Ya sean los disparos de la policía contra unos niños que desobedecen el confinamiento en una barriada informal de África Oriental, o los ancianos fallecidos en sus viviendas por miedo a acudir a los atestados centros de salud durante el pico de la pandemia en el sur de Europa; ya sean los muertos ante la desesperación provocada por la pérdida de ingresos que la libertad de movimiento cuanto menos garantizaba, o las muertes colaterales de las guerras civiles en curso cuyas exiguas condiciones ahoga aún más la reclusión actual; ya sean unos u otros, lo que no podemos olvidar es que el confinamiento, una medida cuya implementación ha aplacado el brote de la pandemia, puede ser también un instrumento de dudosa protección de los ciudadanos en manos no solo del autoritarismo totalitario, sino de la injusticia social de la que no parecen haberse desprendido ni los países más democráticos.
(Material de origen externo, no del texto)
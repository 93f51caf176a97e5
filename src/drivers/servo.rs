//! Servo driver with two-phase synchronized motion.
//!
//! Outside synchronized mode a degree request moves the servo directly.
//! Synchronized mode batches targets so several servos arrive together:
//!
//! ```text
//!  begin ──▶ synchronized=true, targets cleared
//!    │
//!    ├─ servo-degree(port, d) ──▶ record target only (no board I/O)
//!    │
//!  execute(speed) ──▶ plan: per-port delta from last written degree
//!    │
//!    ├─ max delta 0      ──▶ complete now
//!    ├─ speed 20 (delay 0) ──▶ write all targets, settle max_delta*factor ms
//!    └─ otherwise        ──▶ ceil(max_delta) interpolation steps, one per
//!                            `delay` ms, then one more `delay`, complete
//! ```
//!
//! Each running motion is an explicit state machine advanced by the
//! controller when its scheduler timer fires.

use heapless::{FnvIndexMap, Vec};
use log::{debug, warn};

use crate::app::events::RequestId;
use crate::app::ports::{BoardPort, PinMode};
use crate::pins;

pub const MAX_DEGREE: f64 = 180.0;
pub const CENTER_DEGREE: f64 = 90.0;
/// Fastest synchronized speed; maps to a zero step delay.
pub const MAX_SPEED: f64 = 20.0;

/// Map capacity (power of two for `FnvIndexMap`).
const MAX_SERVO_PORTS: usize = 16;
const MAX_MOTIONS: usize = 4;

type DegreeMap = FnvIndexMap<&'static str, f64, MAX_SERVO_PORTS>;

pub fn clamp_degree(degree: f64) -> f64 {
    if degree.is_nan() { 0.0 } else { degree.clamp(0.0, MAX_DEGREE) }
}

pub fn clamp_speed(speed: f64) -> f64 {
    if speed.is_nan() { 0.0 } else { speed.clamp(0.0, MAX_SPEED) }
}

/// What the controller must do after starting or advancing a motion.
#[derive(Debug, Clone, Copy, PartialEq, Eq)]
pub enum MotionStep {
    /// The motion is finished; complete its request.
    Complete,
    /// Re-arm the motion's timer this many ms after the current deadline.
    WaitMs(u64),
}

#[derive(Debug, Clone, Copy)]
struct Track {
    port: &'static str,
    pin: u8,
    start: f64,
    target: f64,
    /// Degrees moved per unit step (delta / max_delta).
    per_step: f64,
}

impl Track {
    fn position(&self, step: u32, max_delta: f64) -> f64 {
        let k = f64::from(step);
        if k >= max_delta {
            self.target
        } else {
            self.start + self.per_step * k
        }
    }
}

#[derive(Debug, Clone, Copy, PartialEq, Eq)]
enum Plan {
    /// Targets already written; waiting out the settle delay.
    Settle,
    /// `done` of `total` steps written so far.
    Stepping { done: u32, total: u32, delay_ms: u64 },
    /// Last step written; waiting one more delay before completing.
    Arriving,
}

#[derive(Debug)]
struct Motion {
    request: RequestId,
    tracks: Vec<Track, MAX_SERVO_PORTS>,
    max_delta: f64,
    plan: Plan,
}

pub struct ServoSync {
    synchronized: bool,
    /// Targets recorded while synchronized.
    expected: DegreeMap,
    /// Start degree of each port in the last executed plan.
    current: DegreeMap,
    /// Normalized per-step delta of each port in the last executed plan.
    delta: DegreeMap,
    /// Last degree written to each servo.
    last_written: DegreeMap,
    motions: Vec<Motion, MAX_MOTIONS>,
}

impl ServoSync {
    pub fn new() -> Self {
        Self {
            synchronized: false,
            expected: DegreeMap::new(),
            current: DegreeMap::new(),
            delta: DegreeMap::new(),
            last_written: DegreeMap::new(),
            motions: Vec::new(),
        }
    }

    /// Forget every recorded degree and leave synchronized mode.
    /// Running motions must be cancelled first with [`cancel_all`](Self::cancel_all).
    pub fn reset(&mut self) {
        self.synchronized = false;
        self.expected.clear();
        self.current.clear();
        self.delta.clear();
        self.last_written.clear();
    }

    /// Configure a servo port and centre it.
    pub fn init_port(&mut self, board: &mut impl BoardPort, port: &'static str, pin: u8) {
        board.set_pin_mode(pin, PinMode::Servo);
        write_servo(board, &mut self.last_written, port, pin, CENTER_DEGREE);
    }

    // ── Synchronized protocol ─────────────────────────────────

    /// Phase one: enter synchronized mode with empty bookkeeping.
    pub fn begin(&mut self) {
        self.synchronized = true;
        self.expected.clear();
        self.current.clear();
        self.delta.clear();
        debug!("Servo: synchronized motion begin");
    }

    pub fn is_synchronized(&self) -> bool {
        self.synchronized
    }

    /// Record a target while synchronized.  No board I/O.
    pub fn record_target(&mut self, port: &'static str, degree: f64) {
        if self.expected.insert(port, clamp_degree(degree)).is_err() {
            warn!("Servo: target map full, dropping target for {}", port);
        }
    }

    /// Move a servo directly (not synchronized).
    pub fn write_degree(&mut self, board: &mut impl BoardPort, port: &'static str, pin: u8, degree: f64) {
        write_servo(board, &mut self.last_written, port, pin, clamp_degree(degree));
    }

    /// Phase two: plan and start the motion for every recorded target.
    pub fn execute(
        &mut self,
        board: &mut impl BoardPort,
        request: RequestId,
        speed: f64,
        settle_factor_ms: u64,
    ) -> MotionStep {
        self.synchronized = false;
        self.current.clear();
        self.delta.clear();

        let mut tracks: Vec<Track, MAX_SERVO_PORTS> = Vec::new();
        let mut max_delta: f64 = 0.0;
        for (&port, &target) in &self.expected {
            let Some(pin) = pins::resolve(port).and_then(pins::PinSpec::single) else {
                continue;
            };
            let start = self.last_written.get(port).copied().unwrap_or(0.0);
            let delta = target - start;
            max_delta = max_delta.max(delta.abs());
            // Both maps share `expected`'s capacity, so these cannot overflow.
            let _ = self.current.insert(port, start);
            let _ = self.delta.insert(port, delta);
            let _ = tracks.push(Track {
                port,
                pin,
                start,
                target,
                per_step: delta,
            });
        }
        self.expected.clear();

        if max_delta == 0.0 {
            debug!("Servo: request {} needs no motion", request);
            return MotionStep::Complete;
        }

        let delay = MAX_SPEED - clamp_speed(speed);
        let (plan, wait_ms) = if delay == 0.0 {
            for t in &tracks {
                write_servo(board, &mut self.last_written, t.port, t.pin, t.target);
            }
            let settle_ms = (max_delta * settle_factor_ms as f64).ceil() as u64;
            (Plan::Settle, settle_ms)
        } else {
            for t in tracks.iter_mut() {
                t.per_step /= max_delta;
            }
            for (_, d) in self.delta.iter_mut() {
                *d /= max_delta;
            }
            let total = max_delta.ceil() as u32;
            let delay_ms = delay.ceil() as u64;
            for t in &tracks {
                let pos = t.position(1, max_delta);
                write_servo(board, &mut self.last_written, t.port, t.pin, pos);
            }
            let plan = if total <= 1 {
                Plan::Arriving
            } else {
                Plan::Stepping { done: 1, total, delay_ms }
            };
            (plan, delay_ms)
        };

        let motion = Motion {
            request,
            tracks,
            max_delta,
            plan,
        };
        if let Err(motion) = self.motions.push(motion) {
            warn!("Servo: motion table full, snapping request {} to targets", request);
            for t in &motion.tracks {
                write_servo(board, &mut self.last_written, t.port, t.pin, t.target);
            }
            return MotionStep::Complete;
        }
        debug!(
            "Servo: request {} started, max_delta={} plan={:?}",
            request, max_delta, plan
        );
        MotionStep::WaitMs(wait_ms)
    }

    /// Advance a running motion after its timer fired.  Returns `None` if
    /// no motion is running for `request`.
    pub fn advance(&mut self, board: &mut impl BoardPort, request: RequestId) -> Option<MotionStep> {
        let idx = self.motions.iter().position(|m| m.request == request)?;
        let motion = &mut self.motions[idx];
        let plan = motion.plan;
        match plan {
            Plan::Settle | Plan::Arriving => {
                self.motions.swap_remove(idx);
                debug!("Servo: request {} complete", request);
                Some(MotionStep::Complete)
            }
            Plan::Stepping { done, total, delay_ms } => {
                let step = done + 1;
                for t in &motion.tracks {
                    let pos = t.position(step, motion.max_delta);
                    write_servo(board, &mut self.last_written, t.port, t.pin, pos);
                }
                motion.plan = if step >= total {
                    Plan::Arriving
                } else {
                    Plan::Stepping { done: step, total, delay_ms }
                };
                Some(MotionStep::WaitMs(delay_ms))
            }
        }
    }

    /// Stop one motion where it is.  Returns `false` if it was not running.
    pub fn abort(&mut self, request: RequestId) -> bool {
        match self.motions.iter().position(|m| m.request == request) {
            Some(idx) => {
                self.motions.swap_remove(idx);
                true
            }
            None => false,
        }
    }

    /// Drop every running motion and return their request ids.
    pub fn cancel_all(&mut self) -> Vec<RequestId, MAX_MOTIONS> {
        let ids = self.motions.iter().map(|m| m.request).collect();
        self.motions.clear();
        ids
    }

    // ── Queries ───────────────────────────────────────────────

    pub fn target(&self, port: &str) -> Option<f64> {
        self.expected.get(port).copied()
    }

    pub fn target_count(&self) -> usize {
        self.expected.len()
    }

    /// Normalized per-step delta planned for `port` by the last execute.
    pub fn planned_delta(&self, port: &str) -> Option<f64> {
        self.delta.get(port).copied()
    }

    /// Start degree planned for `port` by the last execute.
    pub fn planned_start(&self, port: &str) -> Option<f64> {
        self.current.get(port).copied()
    }

    pub fn last_written(&self, port: &str) -> Option<f64> {
        self.last_written.get(port).copied()
    }

    pub fn active_motions(&self) -> usize {
        self.motions.len()
    }
}

impl Default for ServoSync {
    fn default() -> Self {
        Self::new()
    }
}

fn write_servo(board: &mut impl BoardPort, last_written: &mut DegreeMap, port: &'static str, pin: u8, degree: f64) {
    board.servo_write(pin, degree.round().clamp(0.0, MAX_DEGREE) as u8);
    if last_written.insert(port, degree).is_err() {
        warn!("Servo: degree map full, not tracking {}", port);
    }
}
Apenas hay países donde acusaciones bien fundadas no estén siendo presentadas por el uso y abuso de poder que el confinamiento permite. En este clima sorprende ver manifestaciones alimentando conspiraciones en Alemania o denuncias de mala gestión en España e Italia, cuando en India, Brasil, Rusia, Turquía, Birmania, Filipinas, por no hablar de Estados Unidos y China, el impacto que el confinamiento está teniendo sobre sus minorías y los abusos de poder están al cabo de la calle. Los riesgos no parecen venir solo de líderes populistas y autoritarios sino también de los incontrovertidos funcionarios y la compleja maquinaria estatal de regímenes presumiblemente democráticos.
Si como dijo Habermas “la tarea de los que se dedican al oficio del pensamiento es la de arrojar luz sobre los crímenes que se cometieron en el pasado y mantener despierta la conciencia sobre ellos”, entonces es cierto que la obra de Arendt puede sufrir picos de atención ante la posible repetición de crímenes difíciles de prever o incluso de creer posibles, pero lo que debería con certeza mantenerse vivo de su obra es el modo en que hasta un breve pasaje de ella es capaz de zarandearnos para mantenernos alerta de que episodios así no sucedan de nuevo.